→ Work request: Copy the entire listing exactly.

→ Records provided:
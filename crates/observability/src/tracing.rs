//! Tracing/logging initialization.
//!
//! Filtering comes from `RUST_LOG` (default `info`). Output is JSON unless
//! `FITTRACK_LOG_FORMAT=pretty`.

use tracing_subscriber::EnvFilter;

/// Output format of the log subscriber.
#[derive(Debug, Copy, Clone, PartialEq, Eq)]
pub enum LogFormat {
    Json,
    Pretty,
}

impl LogFormat {
    pub fn from_env() -> Self {
        Self::parse(std::env::var("FITTRACK_LOG_FORMAT").ok().as_deref())
    }

    pub fn parse(value: Option<&str>) -> Self {
        match value.map(|v| v.trim().to_ascii_lowercase()) {
            Some(v) if v == "pretty" || v == "text" => LogFormat::Pretty,
            _ => LogFormat::Json,
        }
    }
}

/// Initialize tracing/logging for the process.
///
/// Safe to call multiple times (subsequent calls are no-ops).
pub fn init(format: LogFormat) {
    let filter = EnvFilter::try_from_default_env().unwrap_or_else(|_| EnvFilter::new("info"));

    let builder = tracing_subscriber::fmt()
        .with_env_filter(filter)
        .with_timer(tracing_subscriber::fmt::time::SystemTime);

    let _ = match format {
        LogFormat::Json => builder.json().with_target(false).try_init(),
        LogFormat::Pretty => builder.pretty().try_init(),
    };
}

#[cfg(test)]
mod tests {
    use super::*;

    #[test]
    fn json_is_the_default() {
        assert_eq!(LogFormat::parse(None), LogFormat::Json);
        assert_eq!(LogFormat::parse(Some("xml")), LogFormat::Json);
        assert_eq!(LogFormat::parse(Some(" Pretty ")), LogFormat::Pretty);
    }

    #[test]
    fn init_twice_is_a_no_op() {
        init(LogFormat::Json);
        init(LogFormat::Pretty);
    }
}
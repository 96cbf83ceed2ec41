//! Identifiers for client-side records.

use serde::{Deserialize, Serialize};
use uuid::Uuid;

use crate::offline::OfflineAction;

/// Identifier of an offline queue entry.
///
/// Rendered as `{action}-{uuidv7}`: the action name plus a time-ordered UUID,
/// so ids sort by creation time within an action and stay unique when two
/// entries are created in the same millisecond.
#[derive(Debug, Clone, PartialEq, Eq, Hash, Serialize, Deserialize)]
#[serde(transparent)]
pub struct QueueEntryId(String);

impl QueueEntryId {
    pub fn new(action: OfflineAction) -> Self {
        Self(format!("{}-{}", action.as_str(), Uuid::now_v7()))
    }

    pub fn as_str(&self) -> &str {
        &self.0
    }
}

impl core::fmt::Display for QueueEntryId {
    fn fmt(&self, f: &mut core::fmt::Formatter<'_>) -> core::fmt::Result {
        f.write_str(&self.0)
    }
}
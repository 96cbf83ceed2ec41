use anyhow::Context;
use fittrack_client::{ClientConfig, FitTrackClient};

#[tokio::main]
async fn main() -> anyhow::Result<()> {
    fittrack_observability::init();

    let config = ClientConfig::from_env();
    tracing::info!(
        platform = %config.platform,
        host = %config.host,
        environment = ?config.environment,
        "starting fittrack sync"
    );

    let client = FitTrackClient::connect(config)
        .await
        .context("failed to initialize client")?;

    if !client.api().restore_session().await? {
        tracing::warn!("no stored session; protected requests will fail until login");
    }

    client.sync().start_sync();
    tokio::signal::ctrl_c()
        .await
        .context("failed to listen for ctrl-c")?;
    client.sync().stop_sync();

    Ok(())
}
//! Base-URL resolution and liveness probing.

use std::time::Duration;

/// Candidates tried, in order, when the default base URL is unreachable.
pub const FALLBACK_BASE_URLS: &[&str] = &[
    "http://localhost:3000/api",
    "http://127.0.0.1:3000/api",
    "http://10.0.2.2:3000/api",
    "http://192.168.1.100:3000/api",
];

const PRODUCTION_BASE_URL: &str = "https://api.fittrack.app/api";

/// Rows of the base-URL table.
#[derive(Debug, Copy, Clone, PartialEq, Eq)]
pub enum HostKind {
    Web,
    Android,
    Ios,
    PhysicalDevice,
}

impl HostKind {
    pub fn parse(s: &str) -> Option<Self> {
        match s.trim().to_ascii_lowercase().as_str() {
            "web" => Some(HostKind::Web),
            "android" => Some(HostKind::Android),
            "ios" => Some(HostKind::Ios),
            "device" | "physical" | "physical-device" => Some(HostKind::PhysicalDevice),
            _ => None,
        }
    }

    fn base_url(self, is_development: bool) -> &'static str {
        if !is_development {
            return PRODUCTION_BASE_URL;
        }
        match self {
            HostKind::Web | HostKind::Ios => "http://localhost:3000/api",
            // The Android emulator reaches the host loopback through 10.0.2.2.
            HostKind::Android => "http://10.0.2.2:3000/api",
            HostKind::PhysicalDevice => "http://192.168.1.100:3000/api",
        }
    }
}

/// Look up the base URL for `host`. Unknown hosts get the web/development entry.
pub fn resolve_base_url(host: &str, is_development: bool) -> &'static str {
    match HostKind::parse(host) {
        Some(kind) => kind.base_url(is_development),
        None => {
            tracing::debug!("unknown host {host:?}; using web development base url");
            HostKind::Web.base_url(true)
        }
    }
}

/// Liveness prober for candidate base URLs.
#[derive(Debug, Clone)]
pub struct ConnectionResolver {
    http: reqwest::Client,
    timeout: Duration,
}

impl ConnectionResolver {
    pub fn new(timeout: Duration) -> Self {
        Self {
            http: reqwest::Client::new(),
            timeout,
        }
    }

    /// `GET {base_url}/health`; true iff it answers 2xx within the timeout.
    pub async fn probe(&self, base_url: &str) -> bool {
        let url = format!("{}/health", base_url.trim_end_matches('/'));
        self.check_url(&url).await
    }

    /// `GET url`; true iff it answers 2xx within the timeout. Never errors.
    pub async fn check_url(&self, url: &str) -> bool {
        match self.http.get(url).timeout(self.timeout).send().await {
            Ok(resp) => {
                let ok = resp.status().is_success();
                tracing::debug!(url, status = %resp.status(), ok, "liveness probe");
                ok
            }
            Err(err) => {
                tracing::debug!(url, "liveness probe failed: {err}");
                false
            }
        }
    }

    /// First candidate whose probe succeeds, tried sequentially.
    pub async fn find_working_connection<S>(&self, candidates: &[S]) -> Option<String>
    where
        S: AsRef<str>,
    {
        for candidate in candidates {
            let candidate = candidate.as_ref();
            if self.probe(candidate).await {
                tracing::info!("found working connection: {candidate}");
                return Some(candidate.to_string());
            }
        }
        None
    }

    /// Startup: keep `default` if it is alive, else adopt the first working
    /// candidate, else keep `default` anyway.
    pub async fn establish<S>(&self, default: &str, candidates: &[S]) -> String
    where
        S: AsRef<str>,
    {
        if self.probe(default).await {
            return default.to_string();
        }

        tracing::warn!("default base url {default} is unreachable; trying fallbacks");
        match self.find_working_connection(candidates).await {
            Some(url) => url,
            None => {
                tracing::warn!("no fallback base url responded; keeping {default}");
                default.to_string()
            }
        }
    }
}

→ Expected answer:
filename crates/observability/src/tracing.rs
//! Tracing/logging initialization.
//!
//! Filtering comes from `RUST_LOG` (default `info`). Output is JSON unless
//! `FITTRACK_LOG_FORMAT=pretty`.

use tracing_subscriber::EnvFilter;

/// Output format of the log subscriber.
#[derive(Debug, Copy, Clone, PartialEq, Eq)]
pub enum LogFormat {
    Json,
    Pretty,
}

impl LogFormat {
    pub fn from_env() -> Self {
        Self::parse(std::env::var("FITTRACK_LOG_FORMAT").ok().as_deref())
    }

    pub fn parse(value: Option<&str>) -> Self {
        match value.map(|v| v.trim().to_ascii_lowercase()) {
            Some(v) if v == "pretty" || v == "text" => LogFormat::Pretty,
            _ => LogFormat::Json,
        }
    }
}

/// Initialize tracing/logging for the process.
///
/// Safe to call multiple times (subsequent calls are no-ops).
pub fn init(format: LogFormat) {
    let filter = EnvFilter::try_from_default_env().unwrap_or_else(|_| EnvFilter::new("info"));

    let builder = tracing_subscriber::fmt()
        .with_env_filter(filter)
        .with_timer(tracing_subscriber::fmt::time::SystemTime);

    let _ = match format {
        LogFormat::Json => builder.json().with_target(false).try_init(),
        LogFormat::Pretty => builder.pretty().try_init(),
    };
}

#[cfg(test)]
mod tests {
    use super::*;

    #[test]
    fn json_is_the_default() {
        assert_eq!(LogFormat::parse(None), LogFormat::Json);
        assert_eq!(LogFormat::parse(Some("xml")), LogFormat::Json);
        assert_eq!(LogFormat::parse(Some(" Pretty ")), LogFormat::Pretty);
    }

    #[test]
    fn init_twice_is_a_no_op() {
        init(LogFormat::Json);
        init(LogFormat::Pretty);
    }
}
repository 96cbf83ceed2ec41
//! Identifiers for client-side records.

use serde::{Deserialize, Serialize};
use uuid::Uuid;

use crate::offline::OfflineAction;

/// Identifier of an offline queue entry.
///
/// Rendered as `{action}-{uuidv7}`: the action name plus a time-ordered UUID,
/// so ids sort by creation time within an action and stay unique when two
/// entries are created in the same millisecond.
#[derive(Debug, Clone, PartialEq, Eq, Hash, Serialize, Deserialize)]
#[serde(transparent)]
pub struct QueueEntryId(String);

impl QueueEntryId {
    pub fn new(action: OfflineAction) -> Self {
        Self(format!("{}-{}", action.as_str(), Uuid::now_v7()))
    }

    pub fn as_str(&self) -> &str {
        &self.0
    }
}

impl core::fmt::Display for QueueEntryId {
    fn fmt(&self, f: &mut core::fmt::Formatter<'_>) -> core::fmt::Result {
        f.write_str(&self.0)
    }
}
repository 96cbf83ceed2ec41
use anyhow::Context;
use fittrack_client::{ClientConfig, FitTrackClient};

#[tokio::main]
async fn main() -> anyhow::Result<()> {
    fittrack_observability::init();

    let config = ClientConfig::from_env();
    tracing::info!(
        platform = %config.platform,
        host = %config.host,
        environment = ?config.environment,
        "starting fittrack sync"
    );

    let client = FitTrackClient::connect(config)
        .await
        .context("failed to initialize client")?;

    if !client.api().restore_session().await? {
        tracing::warn!("no stored session; protected requests will fail until login");
    }

    client.sync().start_sync();
    tokio::signal::ctrl_c()
        .await
        .context("failed to listen for ctrl-c")?;
    client.sync().stop_sync();

    Ok(())
}
//! Base-URL resolution and liveness probing.

use std::time::Duration;

/// Candidates tried, in order, when the default base URL is unreachable.
pub const FALLBACK_BASE_URLS: &[&str] = &[
    "http://localhost:3000/api",
    "http://127.0.0.1:3000/api",
    "http://10.0.2.2:3000/api",
    "http://192.168.1.100:3000/api",
];

const PRODUCTION_BASE_URL: &str = "https://api.fittrack.app/api";

/// Rows of the base-URL table.
#[derive(Debug, Copy, Clone, PartialEq, Eq)]
pub enum HostKind {
    Web,
    Android,
    Ios,
    PhysicalDevice,
}

impl HostKind {
    pub fn parse(s: &str) -> Option<Self> {
        match s.trim().to_ascii_lowercase().as_str() {
            "web" => Some(HostKind::Web),
            "android" => Some(HostKind::Android),
            "ios" => Some(HostKind::Ios),
            "device" | "physical" | "physical-device" => Some(HostKind::PhysicalDevice),
            _ => None,
        }
    }

    fn base_url(self, is_development: bool) -> &'static str {
        if !is_development {
            return PRODUCTION_BASE_URL;
        }
        match self {
            HostKind::Web | HostKind::Ios => "http://localhost:3000/api",
            // The Android emulator reaches the host loopback through 10.0.2.2.
            HostKind::Android => "http://10.0.2.2:3000/api",
            HostKind::PhysicalDevice => "http://192.168.1.100:3000/api",
        }
    }
}

/// Look up the base URL for `host`. Unknown hosts get the web/development entry.
pub fn resolve_base_url(host: &str, is_development: bool) -> &'static str {
    match HostKind::parse(host) {
        Some(kind) => kind.base_url(is_development),
        None => {
            tracing::debug!("unknown host {host:?}; using web development base url");
            HostKind::Web.base_url(true)
        }
    }
}

/// Liveness prober for candidate base URLs.
#[derive(Debug, Clone)]
pub struct ConnectionResolver {
    http: reqwest::Client,
    timeout: Duration,
}

impl ConnectionResolver {
    pub fn new(timeout: Duration) -> Self {
        Self {
            http: reqwest::Client::new(),
            timeout,
        }
    }

    /// `GET {base_url}/health`; true iff it answers 2xx within the timeout.
    pub async fn probe(&self, base_url: &str) -> bool {
        let url = format!("{}/health", base_url.trim_end_matches('/'));
        self.check_url(&url).await
    }

    /// `GET url`; true iff it answers 2xx within the timeout. Never errors.
    pub async fn check_url(&self, url: &str) -> bool {
        match self.http.get(url).timeout(self.timeout).send().await {
            Ok(resp) => {
                let ok = resp.status().is_success();
                tracing::debug!(url, status = %resp.status(), ok, "liveness probe");
                ok
            }
            Err(err) => {
                tracing::debug!(url, "liveness probe failed: {err}");
                false
            }
        }
    }

    /// First candidate whose probe succeeds, tried sequentially.
    pub async fn find_working_connection<S>(&self, candidates: &[S]) -> Option<String>
    where
        S: AsRef<str>,
    {
        for candidate in candidates {
            let candidate = candidate.as_ref();
            if self.probe(candidate).await {
                tracing::info!("found working connection: {candidate}");
                return Some(candidate.to_string());
            }
        }
        None
    }

    /// Startup: keep `default` if it is alive, else adopt the first working
    /// candidate, else keep `default` anyway.
    pub async fn establish<S>(&self, default: &str, candidates: &[S]) -> String
    where
        S: AsRef<str>,
    {
        if self.probe(default).await {
            return default.to_string();
        }

        tracing::warn!("default base url {default} is unreachable; trying fallbacks");
        match self.find_working_connection(candidates).await {
            Some(url) => url,
            None => {
                tracing::warn!("no fallback base url responded; keeping {default}");
                default.to_string()
            }
        }
    }
}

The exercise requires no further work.